Task brief:
Without further comment, state how many lines in the listing below contain the word "options".

• • •

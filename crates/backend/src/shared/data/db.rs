use once_cell::sync::OnceCell;
use sea_orm::{ConnectionTrait, Database, DatabaseBackend, DatabaseConnection, Statement};
use std::path::Path;

static DB_CONN: OnceCell<DatabaseConnection> = OnceCell::new();

/// Minimal schema bootstrap, safe to run on every start
const SCHEMA: [&str; 4] = [
    r#"
    CREATE TABLE IF NOT EXISTS a001_content (
        id TEXT PRIMARY KEY NOT NULL,
        content_type TEXT NOT NULL,
        title TEXT NOT NULL,
        slug TEXT NOT NULL UNIQUE,
        body TEXT NOT NULL DEFAULT '',
        excerpt TEXT,
        category_id TEXT,
        status TEXT NOT NULL DEFAULT 'draft',
        seo_title TEXT,
        seo_description TEXT,
        created_at TEXT,
        updated_at TEXT,
        version INTEGER NOT NULL DEFAULT 0
    );
    "#,
    "CREATE INDEX IF NOT EXISTS idx_a001_content_type ON a001_content (content_type);",
    r#"
    CREATE TABLE IF NOT EXISTS sys_component_patch (
        id INTEGER PRIMARY KEY AUTOINCREMENT,
        batch_id TEXT NOT NULL,
        source_file TEXT NOT NULL,
        attribute TEXT NOT NULL,
        value TEXT NOT NULL,
        old_value TEXT NOT NULL,
        created_at TEXT NOT NULL
    );
    "#,
    "CREATE INDEX IF NOT EXISTS idx_sys_component_patch_batch ON sys_component_patch (batch_id);",
];

pub async fn initialize_database(db_file: &Path) -> anyhow::Result<()> {
    if let Some(parent) = db_file.parent() {
        std::fs::create_dir_all(parent)?;
    }
    let absolute_path = if db_file.is_absolute() {
        db_file.to_path_buf()
    } else {
        std::env::current_dir()?.join(db_file)
    };
    // Normalize path separators and ensure proper URL form on Windows
    let normalized = absolute_path.to_string_lossy().replace('\\', "/");
    let needs_leading_slash = !normalized.starts_with('/') && normalized.contains(':');
    let prefix = if needs_leading_slash { "/" } else { "" };
    let db_url = format!("sqlite://{}{}?mode=rwc", prefix, normalized);

    tracing::info!("Connecting to database: {}", db_url);
    let conn = Database::connect(&db_url).await?;
    bootstrap_schema(&conn).await?;

    DB_CONN
        .set(conn)
        .map_err(|_| anyhow::anyhow!("Failed to set DB_CONN"))?;
    Ok(())
}

/// Ensure required tables exist
pub async fn bootstrap_schema(conn: &DatabaseConnection) -> anyhow::Result<()> {
    for sql in SCHEMA {
        conn.execute(Statement::from_string(
            DatabaseBackend::Sqlite,
            sql.to_string(),
        ))
        .await?;
    }
    Ok(())
}

pub fn get_connection() -> &'static DatabaseConnection {
    DB_CONN
        .get()
        .expect("Database connection has not been initialized")
}

/// Fresh in-memory database with the schema applied (one per test)
#[cfg(test)]
pub async fn connect_in_memory() -> DatabaseConnection {
    let mut options = sea_orm::ConnectOptions::new("sqlite::memory:".to_string());
    // A single connection keeps every query on the same in-memory database
    options
        .max_connections(1)
        .min_connections(1)
        .sqlx_logging(false);
    let conn = Database::connect(options)
        .await
        .expect("in-memory sqlite");
    bootstrap_schema(&conn).await.expect("schema bootstrap");
    conn
}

• • •

Exercise output:
3